Julian Larcombe Schley (February 23, 1880 – March 29, 1965) was a Chief of Engineers of the U.S. Army, who also served as Governor of the Panama Canal Zone.

Biography
Schley was born in Savannah, Georgia on February 23, 1880. He attended the Lawrenceville School in New Jersey, graduating in 1898. Schley graduated from the United States Military Academy at West Point in June 1903 and was commissioned in the Corps of Engineers.

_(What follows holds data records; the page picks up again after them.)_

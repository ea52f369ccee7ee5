//! Aggregated statistics report

use std::collections::HashMap;

use serde::Serialize;
use shelfcache::{CacheStats, EfficiencyReport};

use crate::error::StoreError;
use crate::stats::TierStatsSnapshot;

/// Everything [`MultiLevelCache::comprehensive_stats`](crate::MultiLevelCache::comprehensive_stats) knows
#[derive(Debug, Clone, Serialize)]
pub struct ComprehensiveStats {
    /// L1 counters
    pub l1: CacheStats,
    /// L1 hot/cold distribution
    pub l1_efficiency: EfficiencyReport,
    /// Best-effort L2 introspection
    pub l2: L2Report,
    /// Two-level counters
    pub tier: TierStatsSnapshot,
    /// Pending promotion bookkeeping
    pub promotion: PromotionReport,
    /// Warming registry and observed key patterns
    pub warming: WarmingSummary,
}

/// L2 state as reported by the store
#[derive(Debug, Clone, Default, PartialEq, Serialize)]
pub struct L2Report {
    /// An L2 store is attached
    pub configured: bool,
    /// The store answered `info`
    pub available: bool,
    /// Key count, when the store reports one
    pub key_count: Option<u64>,
    /// Raw `info` fields
    pub info: HashMap<String, String>,
    /// Why the store could not be queried
    pub error: Option<String>,
}

impl L2Report {
    pub(crate) fn not_configured() -> Self {
        Self::default()
    }

    pub(crate) fn available(info: HashMap<String, String>) -> Self {
        Self {
            configured: true,
            available: true,
            key_count: key_count(&info),
            info,
            error: None,
        }
    }

    pub(crate) fn unavailable(err: &StoreError) -> Self {
        Self {
            configured: true,
            available: false,
            error: Some(err.to_string()),
            ..Self::default()
        }
    }
}

/// `keys` field, or the sum of Redis `dbN:keys=..,expires=..` lines
fn key_count(info: &HashMap<String, String>) -> Option<u64> {
    if let Some(keys) = info.get("keys").and_then(|v| v.parse().ok()) {
        return Some(keys);
    }

    let mut total = None;
    for (name, value) in info {
        if !name.starts_with("db") {
            continue;
        }
        let keys = value
            .split(',')
            .find_map(|field| field.strip_prefix("keys="))
            .and_then(|n| n.parse::<u64>().ok());
        if let Some(keys) = keys {
            *total.get_or_insert(0) += keys;
        }
    }
    total
}

/// Promotion counters not yet at the threshold
#[derive(Debug, Clone, Default, PartialEq, Serialize)]
pub struct PromotionReport {
    /// L2 hits needed for a promotion
    pub threshold: u32,
    /// Keys with a pending count
    pub tracked_keys: usize,
    /// Sum of pending counts
    pub pending_hits: u64,
}

/// One warming signature and how often it was written
#[derive(Debug, Clone, PartialEq, Eq, Serialize)]
pub struct SignatureCount {
    /// `first_last` token pattern
    pub signature: String,
    /// Writes observed
    pub count: u64,
}

/// Warming registry and the most written key patterns
#[derive(Debug, Clone, Default, PartialEq, Serialize)]
pub struct WarmingSummary {
    /// Registered pattern names
    pub registered_patterns: Vec<String>,
    /// Pattern tasks running now
    pub in_flight: usize,
    /// Most frequent signatures, most written first
    pub top_signatures: Vec<SignatureCount>,
}
//! L2 store backed by a RESP2 server (Redis or a compatible daemon)

use std::collections::HashMap;
use std::io;
use std::time::Duration;

use async_trait::async_trait;
use bytes::BytesMut;
use tokio::io::{AsyncReadExt, AsyncWriteExt};
use tokio::net::TcpStream;
use tokio::sync::Mutex;
use tracing::{debug, warn};

use super::codec::RespValue;
use crate::error::{StoreError, StoreResult};
use crate::store::{ttl_secs, L2Store};

/// Default per-request timeout
pub const DEFAULT_TIMEOUT: Duration = Duration::from_secs(2);

struct Connection {
    stream: TcpStream,
    buf: BytesMut,
    /// Set while a request is written but its reply not yet read
    awaiting_reply: bool,
}

impl Connection {
    async fn connect(addr: &str) -> StoreResult<Self> {
        let stream = TcpStream::connect(addr).await?;
        stream.set_nodelay(true)?;
        debug!(addr, "connected to l2 store");
        Ok(Self {
            stream,
            buf: BytesMut::with_capacity(4096),
            awaiting_reply: false,
        })
    }

    async fn request(&mut self, cmd: &RespValue) -> StoreResult<RespValue> {
        self.awaiting_reply = true;
        self.stream.write_all(&cmd.serialize()).await?;

        loop {
            if let Some(reply) =
                RespValue::parse(&mut self.buf).map_err(|e| StoreError::Protocol(e.to_string()))?
            {
                self.awaiting_reply = false;
                return Ok(reply);
            }

            if self.stream.read_buf(&mut self.buf).await? == 0 {
                return Err(StoreError::Io(io::Error::new(
                    io::ErrorKind::UnexpectedEof,
                    "connection closed by server",
                )));
            }
        }
    }
}

/// RESP2 client implementing [`L2Store`]
///
/// Holds one lazily opened connection. Requests are serialized over it; a
/// connection is dropped after any error or when a cancelled request left a
/// reply unread, and reopened on the next call.
pub struct RespStore {
    addr: String,
    timeout: Duration,
    conn: Mutex<Option<Connection>>,
}

impl RespStore {
    /// Client for the server at `addr` (`host:port`)
    pub fn new(addr: impl Into<String>) -> Self {
        Self {
            addr: addr.into(),
            timeout: DEFAULT_TIMEOUT,
            conn: Mutex::new(None),
        }
    }

    /// Set the per-request timeout (connect included)
    pub fn with_timeout(mut self, timeout: Duration) -> Self {
        self.timeout = timeout;
        self
    }

    /// Server address
    pub fn addr(&self) -> &str {
        &self.addr
    }

    async fn call(&self, cmd: RespValue) -> StoreResult<RespValue> {
        let mut slot = self.conn.lock().await;

        if slot.as_ref().is_some_and(|conn| conn.awaiting_reply) {
            debug!(addr = %self.addr, "discarding connection with an unread reply");
            *slot = None;
        }

        let result = tokio::time::timeout(self.timeout, exchange(&mut slot, &self.addr, &cmd)).await;
        let reply = match result {
            Ok(Ok(reply)) => reply,
            Ok(Err(err)) => {
                *slot = None;
                return Err(err);
            }
            Err(_) => {
                *slot = None;
                warn!(addr = %self.addr, timeout = ?self.timeout, "l2 request timed out");
                return Err(StoreError::Timeout(self.timeout));
            }
        };

        match reply {
            RespValue::Error(message) => Err(StoreError::Server(message)),
            reply => Ok(reply),
        }
    }
}

async fn exchange(slot: &mut Option<Connection>, addr: &str, cmd: &RespValue) -> StoreResult<RespValue> {
    let conn = match slot.take() {
        Some(conn) => conn,
        None => Connection::connect(addr).await?,
    };
    slot.insert(conn).request(cmd).await
}

fn unexpected(command: &str, reply: RespValue) -> StoreError {
    StoreError::Protocol(format!("unexpected reply to {command}: {reply:?}"))
}

fn expect_ok(command: &str, reply: RespValue) -> StoreResult<()> {
    match reply {
        RespValue::SimpleString(_) => Ok(()),
        other => Err(unexpected(command, other)),
    }
}

/// Parse `INFO` text: `key:value` lines, `#` section headers skipped
pub fn parse_info(text: &str) -> HashMap<String, String> {
    text.lines()
        .map(str::trim)
        .filter(|line| !line.is_empty() && !line.starts_with('#'))
        .filter_map(|line| line.split_once(':'))
        .map(|(key, value)| (key.to_string(), value.to_string()))
        .collect()
}

#[async_trait]
impl L2Store for RespStore {
    async fn get(&self, key: &str) -> StoreResult<Option<Vec<u8>>> {
        match self.call(RespValue::command(["GET", key])).await? {
            RespValue::BulkString(data) => Ok(data),
            other => Err(unexpected("GET", other)),
        }
    }

    async fn set_with_ttl(&self, key: &str, ttl: Duration, value: Vec<u8>) -> StoreResult<()> {
        let secs = ttl_secs(ttl).to_string();
        let cmd = RespValue::command([
            b"SETEX".to_vec(),
            key.as_bytes().to_vec(),
            secs.into_bytes(),
            value,
        ]);
        expect_ok("SETEX", self.call(cmd).await?)
    }

    async fn delete(&self, key: &str) -> StoreResult<()> {
        match self.call(RespValue::command(["DEL", key])).await? {
            RespValue::Integer(_) => Ok(()),
            other => Err(unexpected("DEL", other)),
        }
    }

    async fn flush_all(&self) -> StoreResult<()> {
        expect_ok("FLUSHDB", self.call(RespValue::command(["FLUSHDB"])).await?)
    }

    async fn keys(&self, pattern: &str) -> StoreResult<Vec<String>> {
        match self.call(RespValue::command(["KEYS", pattern])).await? {
            RespValue::Array(items) => items
                .unwrap_or_default()
                .into_iter()
                .map(|item| match item {
                    RespValue::BulkString(Some(key)) => String::from_utf8(key)
                        .map_err(|_| StoreError::Protocol("non UTF-8 key in KEYS reply".to_string())),
                    other => Err(unexpected("KEYS", other)),
                })
                .collect(),
            other => Err(unexpected("KEYS", other)),
        }
    }

    async fn info(&self) -> StoreResult<HashMap<String, String>> {
        match self.call(RespValue::command(["INFO"])).await? {
            RespValue::BulkString(Some(text)) => Ok(parse_info(&String::from_utf8_lossy(&text))),
            other => Err(unexpected("INFO", other)),
        }
    }
}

He and classmate Douglas MacArthur had their first service with the 3d Battalion of Engineers in Compton from 1904 to 1905. Schley later served with engineer troops in the United States and Cuba; as an instructor at the Military Academy; as Assistant Engineer, Washington, D.C.; and as New Orleans District Engineer.

During World War I, he commanded the divisional 307th Engineers in the St. Mihiel and Meuse-Argonne offensives and was Engineer, 5th Army Corps, during the last two weeks of the latter drive. He received a Distinguished Service Medal for his service during the war.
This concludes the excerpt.